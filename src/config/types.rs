//! Configuration types and CLI options.
//!
//! This module defines enums and structs used for command-line argument parsing
//! and configuration.

use std::path::PathBuf;
use std::time::Duration;

use clap::{Args, Parser, Subcommand, ValueEnum};

use crate::config::constants::{
    DEFAULT_BIND_ADDRESS, DEFAULT_FETCH_TIMEOUT_MS, DEFAULT_PORT, DEFAULT_USER_AGENT,
    MAX_FETCH_TIMEOUT_MS, MIN_FETCH_TIMEOUT_MS,
};
use crate::detection::DetectionMode;
use crate::error_handling::ConfigError;

/// Logging level for the application.
///
/// Controls the verbosity of log output, from most restrictive (Error) to most
/// verbose (Trace).
#[derive(Clone, Debug, ValueEnum)]
pub enum LogLevel {
    /// Only error messages
    Error,
    /// Error and warning messages
    Warn,
    /// Error, warning, and informational messages
    Info,
    /// All messages except trace
    Debug,
    /// All messages including trace
    Trace,
}

impl From<LogLevel> for log::LevelFilter {
    fn from(l: LogLevel) -> Self {
        match l {
            LogLevel::Error => log::LevelFilter::Error,
            LogLevel::Warn => log::LevelFilter::Warn,
            LogLevel::Info => log::LevelFilter::Info,
            LogLevel::Debug => log::LevelFilter::Debug,
            LogLevel::Trace => log::LevelFilter::Trace,
        }
    }
}

/// Log output format.
///
/// - `Plain`: Human-readable format with colors (default)
/// - `Json`: Structured JSON format for machine parsing
#[derive(Clone, Debug, ValueEnum)]
pub enum LogFormat {
    /// Human-readable format with colors (default)
    Plain,
    /// Structured JSON format for machine parsing
    Json,
}

/// Library configuration (no CLI dependencies).
///
/// Shared by the detection endpoint and the one-shot `check` command.
///
/// # Examples
///
/// ```no_run
/// use widget_scout::Config;
///
/// let config = Config {
///     timeout_ms: 3000,
///     ..Default::default()
/// };
/// assert!(config.validate().is_ok());
/// ```
#[derive(Debug, Clone)]
pub struct Config {
    /// Log level
    pub log_level: LogLevel,

    /// Log format
    pub log_format: LogFormat,

    /// Outbound fetch deadline in milliseconds
    pub timeout_ms: u64,

    /// HTTP User-Agent header value for the outbound fetch
    pub user_agent: String,

    /// Alternative signature table (JSON file); built-in table when `None`
    pub signatures: Option<PathBuf>,

    /// Address the endpoint binds to
    pub bind_address: String,

    /// Port the endpoint listens on
    pub port: u16,
}

impl Default for Config {
    fn default() -> Self {
        Self {
            log_level: LogLevel::Info,
            log_format: LogFormat::Plain,
            timeout_ms: DEFAULT_FETCH_TIMEOUT_MS,
            user_agent: DEFAULT_USER_AGENT.to_string(),
            signatures: None,
            bind_address: DEFAULT_BIND_ADDRESS.to_string(),
            port: DEFAULT_PORT,
        }
    }
}

impl Config {
    /// Checks that the values are usable before any resource is created.
    ///
    /// # Errors
    ///
    /// Returns a `ConfigError` naming the first offending option.
    pub fn validate(&self) -> Result<(), ConfigError> {
        if !(MIN_FETCH_TIMEOUT_MS..=MAX_FETCH_TIMEOUT_MS).contains(&self.timeout_ms) {
            return Err(ConfigError::InvalidTimeout {
                value: self.timeout_ms,
                min: MIN_FETCH_TIMEOUT_MS,
                max: MAX_FETCH_TIMEOUT_MS,
            });
        }
        if self.user_agent.trim().is_empty() {
            return Err(ConfigError::EmptyUserAgent);
        }
        if self.bind_address.trim().is_empty() {
            return Err(ConfigError::EmptyBindAddress);
        }
        Ok(())
    }

    /// Outbound fetch deadline as a `Duration`
    pub fn fetch_timeout(&self) -> Duration {
        Duration::from_millis(self.timeout_ms)
    }
}

/// Command-line interface.
///
/// # Examples
///
/// ```bash
/// # Run the detection endpoint
/// widget_scout serve --port 8080
///
/// # One-shot detection, printed as JSON
/// widget_scout check example.ru --mode widgets
/// ```
#[derive(Debug, Parser)]
#[command(
    name = "widget_scout",
    about = "Detects chat widgets, analytics trackers and messengers installed on a website."
)]
pub struct Cli {
    #[command(flatten)]
    pub global: GlobalOptions,

    #[command(subcommand)]
    pub command: Command,
}

/// Options shared by every subcommand
#[derive(Debug, Args)]
pub struct GlobalOptions {
    /// Log level: error|warn|info|debug|trace
    #[arg(long, global = true, value_enum, default_value_t = LogLevel::Info)]
    pub log_level: LogLevel,

    /// Log format: plain|json
    #[arg(long, global = true, value_enum, default_value_t = LogFormat::Plain)]
    pub log_format: LogFormat,

    /// Outbound fetch deadline in milliseconds
    #[arg(long, global = true, env = "WIDGET_SCOUT_TIMEOUT_MS", default_value_t = DEFAULT_FETCH_TIMEOUT_MS)]
    pub timeout_ms: u64,

    /// HTTP User-Agent header value for the outbound fetch
    #[arg(long, global = true, default_value = DEFAULT_USER_AGENT)]
    pub user_agent: String,

    /// Signature table to load instead of the built-in one (JSON file)
    #[arg(long, global = true, env = "WIDGET_SCOUT_SIGNATURES")]
    pub signatures: Option<PathBuf>,
}

/// Subcommands
#[derive(Debug, Subcommand)]
pub enum Command {
    /// Run the detection endpoint
    Serve {
        /// Address to bind
        #[arg(long, default_value = DEFAULT_BIND_ADDRESS)]
        bind: String,

        /// Port to listen on
        #[arg(long, env = "WIDGET_SCOUT_PORT", default_value_t = DEFAULT_PORT)]
        port: u16,
    },
    /// Detect services on a single site and print the result as JSON
    Check {
        /// Domain or URL to inspect
        url: String,

        /// Which signature categories to evaluate
        #[arg(long, value_enum, default_value_t = DetectionMode::All)]
        mode: DetectionMode,
    },
}

impl From<&Cli> for Config {
    fn from(cli: &Cli) -> Self {
        let (bind_address, port) = match &cli.command {
            Command::Serve { bind, port } => (bind.clone(), *port),
            Command::Check { .. } => (DEFAULT_BIND_ADDRESS.to_string(), DEFAULT_PORT),
        };
        Self {
            log_level: cli.global.log_level.clone(),
            log_format: cli.global.log_format.clone(),
            timeout_ms: cli.global.timeout_ms,
            user_agent: cli.global.user_agent.clone(),
            signatures: cli.global.signatures.clone(),
            bind_address,
            port,
        }
    }
}
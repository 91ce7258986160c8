//! widget_scout library: detection of third-party chat widgets, analytics trackers
//! and messenger integrations on websites
//!
//! The library fetches a site's HTML once, matches it against a data-driven table of
//! signatures, and reports which services are installed along with their legal
//! jurisdiction. It also ships the HTTP endpoint that exposes detection and the
//! client-side layer (debounce, cache, stale-response suppression) that consumes it.
//!
//! # Example
//!
//! ```no_run
//! use widget_scout::initialization::init_site_parser;
//! use widget_scout::{normalize_url, Config, ParseOptions};
//!
//! # #[tokio::main]
//! # async fn main() -> Result<(), Box<dyn std::error::Error>> {
//! let parser = init_site_parser(&Config::default())?;
//! let url = normalize_url("example.ru").ok_or("invalid url")?;
//! let result = parser.parse_website(&url, ParseOptions::default()).await?;
//! for service in &result.detected {
//!     println!("{} ({})", service.name, service.jurisdiction);
//! }
//! # Ok(())
//! # }
//! ```
//!
//! # Requirements
//!
//! This library requires a Tokio runtime. Use `#[tokio::main]` in your application
//! or ensure you're calling library functions within an async context.

pub mod client;
pub mod clock;
pub mod config;
pub mod detection;
pub mod error_handling;
pub mod fetch;
pub mod initialization;
pub mod server;
pub mod signatures;

// Re-export public API
pub use config::{Cli, Command, Config, LogFormat, LogLevel};
pub use detection::{detect, DetectionMode, ParserResult};
pub use error_handling::{ParserError, ParserErrorCode};
pub use fetch::{normalize_url, ParseOptions, SiteParser};
pub use signatures::{Category, DetectedService, Jurisdiction, SignatureCatalog};
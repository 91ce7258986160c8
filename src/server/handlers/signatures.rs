//! Signature listing handler.

use axum::extract::{Query, State};
use axum::Json;

use super::super::types::{AppState, SignaturesQuery};
use crate::signatures::SignatureSummary;

/// Lists the loaded signatures, optionally restricted to one category
pub async fn signatures_handler(
    State(state): State<AppState>,
    Query(query): Query<SignaturesQuery>,
) -> Json<Vec<SignatureSummary>> {
    let catalog = state.parser.catalog();
    let summaries = match query.category {
        Some(category) => catalog
            .by_category(category)
            .map(SignatureSummary::from)
            .collect(),
        None => catalog.entries().iter().map(SignatureSummary::from).collect(),
    };
    Json(summaries)
}
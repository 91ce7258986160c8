//! Key-value storage backing the result cache.

use std::collections::HashMap;
use std::fs;
use std::io::ErrorKind;
use std::path::{Path, PathBuf};
use std::sync::Mutex;

use crate::error_handling::StoreError;

/// String key-value storage.
///
/// Implementations must be safe to share across tasks.
pub trait KeyValueStore: Send + Sync {
    fn get_item(&self, key: &str) -> Result<Option<String>, StoreError>;
    fn set_item(&self, key: &str, value: &str) -> Result<(), StoreError>;
    fn remove_item(&self, key: &str) -> Result<(), StoreError>;
}

/// In-memory store with an optional size quota.
#[derive(Debug, Default)]
pub struct MemoryStore {
    items: Mutex<HashMap<String, String>>,
    quota_bytes: Option<usize>,
}

impl MemoryStore {
    pub fn new() -> Self {
        Self::default()
    }

    /// Store that refuses any write which would push the total size of keys and
    /// values above `quota_bytes`.
    pub fn with_quota(quota_bytes: usize) -> Self {
        Self {
            items: Mutex::new(HashMap::new()),
            quota_bytes: Some(quota_bytes),
        }
    }
}

impl KeyValueStore for MemoryStore {
    fn get_item(&self, key: &str) -> Result<Option<String>, StoreError> {
        let items = self.items.lock().map_err(|_| StoreError::Poisoned)?;
        Ok(items.get(key).cloned())
    }

    fn set_item(&self, key: &str, value: &str) -> Result<(), StoreError> {
        let mut items = self.items.lock().map_err(|_| StoreError::Poisoned)?;
        if let Some(limit) = self.quota_bytes {
            let others: usize = items
                .iter()
                .filter(|(k, _)| k.as_str() != key)
                .map(|(k, v)| k.len() + v.len())
                .sum();
            if others + key.len() + value.len() > limit {
                return Err(StoreError::QuotaExceeded { limit });
            }
        }
        items.insert(key.to_string(), value.to_string());
        Ok(())
    }

    fn remove_item(&self, key: &str) -> Result<(), StoreError> {
        let mut items = self.items.lock().map_err(|_| StoreError::Poisoned)?;
        items.remove(key);
        Ok(())
    }
}

/// Directory-backed store: one `<key>.json` file per key.
///
/// Reads and writes use blocking `std::fs` calls. The cache map is a single small
/// file, so callers on the Tokio runtime call it inline; wrap it in
/// `tokio::task::spawn_blocking` if entries grow large or the directory sits on
/// slow storage.
#[derive(Debug, Clone)]
pub struct FileStore {
    dir: PathBuf,
}

impl FileStore {
    /// Opens (and creates if needed) the store directory.
    ///
    /// # Errors
    ///
    /// Returns `StoreError::Io` if the directory cannot be created.
    pub fn open(dir: impl AsRef<Path>) -> Result<Self, StoreError> {
        let dir = dir.as_ref().to_path_buf();
        fs::create_dir_all(&dir)?;
        Ok(Self { dir })
    }

    fn path_for(&self, key: &str) -> PathBuf {
        // Keys are internal constants, but keep path separators out of file names
        let file_name: String = key
            .chars()
            .map(|c| match c {
                '/' | '\\' => '_',
                c => c,
            })
            .collect();
        self.dir.join(format!("{}.json", file_name))
    }
}

impl KeyValueStore for FileStore {
    fn get_item(&self, key: &str) -> Result<Option<String>, StoreError> {
        match fs::read_to_string(self.path_for(key)) {
            Ok(value) => Ok(Some(value)),
            Err(e) if e.kind() == ErrorKind::NotFound => Ok(None),
            Err(e) => Err(e.into()),
        }
    }

    fn set_item(&self, key: &str, value: &str) -> Result<(), StoreError> {
        // Write then rename so a crash never leaves a half-written entry
        let path = self.path_for(key);
        let staging = path.with_extension("json.tmp");
        fs::write(&staging, value)?;
        fs::rename(&staging, &path)?;
        Ok(())
    }

    fn remove_item(&self, key: &str) -> Result<(), StoreError> {
        match fs::remove_file(self.path_for(key)) {
            Ok(()) => Ok(()),
            Err(e) if e.kind() == ErrorKind::NotFound => Ok(()),
            Err(e) => Err(e.into()),
        }
    }
}

#[cfg(test)]
mod tests {
    use super::*;

    #[test]
    fn test_memory_store_round_trip() {
        let store = MemoryStore::new();
        assert_eq!(store.get_item("k").expect("get"), None);

        store.set_item("k", "v1").expect("set");
        store.set_item("k", "v2").expect("overwrite");
        assert_eq!(store.get_item("k").expect("get"), Some("v2".to_string()));

        store.remove_item("k").expect("remove");
        assert_eq!(store.get_item("k").expect("get"), None);
    }

    #[test]
    fn test_memory_store_quota() {
        let store = MemoryStore::with_quota(10);
        store.set_item("k", "12345").expect("fits");
        // Replacing an existing value only counts the new size
        store.set_item("k", "123456789").expect("still fits");

        let err = store.set_item("k", "1234567890").expect_err("too large");
        assert!(matches!(err, StoreError::QuotaExceeded { limit: 10 }));
        assert_eq!(
            store.get_item("k").expect("get"),
            Some("123456789".to_string())
        );
    }

    #[test]
    fn test_file_store_round_trip() {
        let dir = tempfile::tempdir().expect("tempdir");
        let store = FileStore::open(dir.path().join("cache")).expect("open");

        assert_eq!(store.get_item("widget_scout.parser_cache").expect("get"), None);
        store
            .set_item("widget_scout.parser_cache", "{}")
            .expect("set");
        assert_eq!(
            store.get_item("widget_scout.parser_cache").expect("get"),
            Some("{}".to_string())
        );
        assert!(dir
            .path()
            .join("cache")
            .join("widget_scout.parser_cache.json")
            .exists());

        store.remove_item("widget_scout.parser_cache").expect("remove");
        store
            .remove_item("widget_scout.parser_cache")
            .expect("removing twice is fine");
        assert_eq!(store.get_item("widget_scout.parser_cache").expect("get"), None);
    }

    #[test]
    fn test_file_store_sanitizes_keys() {
        let dir = tempfile::tempdir().expect("tempdir");
        let store = FileStore::open(dir.path()).expect("open");
        store.set_item("../escape", "x").expect("set");
        assert!(dir.path().join(".._escape.json").exists());
        assert_eq!(store.get_item("../escape").expect("get"), Some("x".to_string()));
    }
}
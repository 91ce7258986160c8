//! Configuration constants.
//!
//! This module defines the timeouts, size limits, cache lifetimes and header values
//! shared by the detection endpoint and its client layer.

use std::time::Duration;

/// Default deadline for the outbound site fetch in milliseconds.
pub const DEFAULT_FETCH_TIMEOUT_MS: u64 = 5000;
/// Lower bound accepted for `--timeout-ms`
pub const MIN_FETCH_TIMEOUT_MS: u64 = 100;
/// Upper bound accepted for `--timeout-ms`
pub const MAX_FETCH_TIMEOUT_MS: u64 = 60_000;

/// TCP connection timeout in seconds
pub const TCP_CONNECT_TIMEOUT_SECS: u64 = 5;

/// Default User-Agent string for the outbound fetch.
///
/// Identifies the product to site operators. Can be overridden with `--user-agent`.
pub const DEFAULT_USER_AGENT: &str = concat!(
    "Mozilla/5.0 (compatible; WidgetScout/",
    env!("CARGO_PKG_VERSION"),
    "; widget detection)"
);

/// Accept header sent with the outbound fetch
pub const ACCEPT_HTML: &str = "text/html,application/xhtml+xml";

// Response and body size limits
/// Maximum HTML sample handed to the detector (500KB).
/// Bounds regex cost and memory on adversarial responses.
pub const MAX_HTML_SAMPLE_BYTES: usize = 500 * 1024;

/// Maximum URL length (2048 characters), matching common browser and server limits.
pub const MAX_URL_LENGTH: usize = 2048;

// Endpoint cache headers
/// `Cache-Control` attached to a confirmed detection result (24h)
pub const CACHE_CONTROL_SUCCESS: &str = "public, max-age=86400";
/// `Cache-Control` attached to the graceful-fallback body (1h)
pub const CACHE_CONTROL_FALLBACK: &str = "public, max-age=3600";

// Client layer timing
/// Debounce window applied to user input before a request is issued
pub const DEBOUNCE_DELAY: Duration = Duration::from_millis(800);
/// Lifetime of a client cache entry (24h)
pub const CACHE_TTL: Duration = Duration::from_secs(24 * 60 * 60);
/// Fixed key under which the client cache map is persisted
pub const CACHE_STORAGE_KEY: &str = "widget_scout.parser_cache";
/// Capacity of the broadcast channel carrying settled results
pub const NOTIFICATION_CHANNEL_CAPACITY: usize = 64;

// Server defaults
/// Default bind address for `serve`
pub const DEFAULT_BIND_ADDRESS: &str = "127.0.0.1";
/// Default port for `serve`
pub const DEFAULT_PORT: u16 = 3000;
/// Path of the detection endpoint
pub const PARSE_WEBSITE_PATH: &str = "/api/parse-website";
··········
> TASK ITEM: Search the data for "ParseOptions". Copy each line that has it.

> ANSWER FOR THIS EXERCISE:
//! use widget_scout::{normalize_url, Config, ParseOptions};
//! let result = parser.parse_website(&url, ParseOptions::default()).await?;
pub use fetch::{normalize_url, ParseOptions, SiteParser};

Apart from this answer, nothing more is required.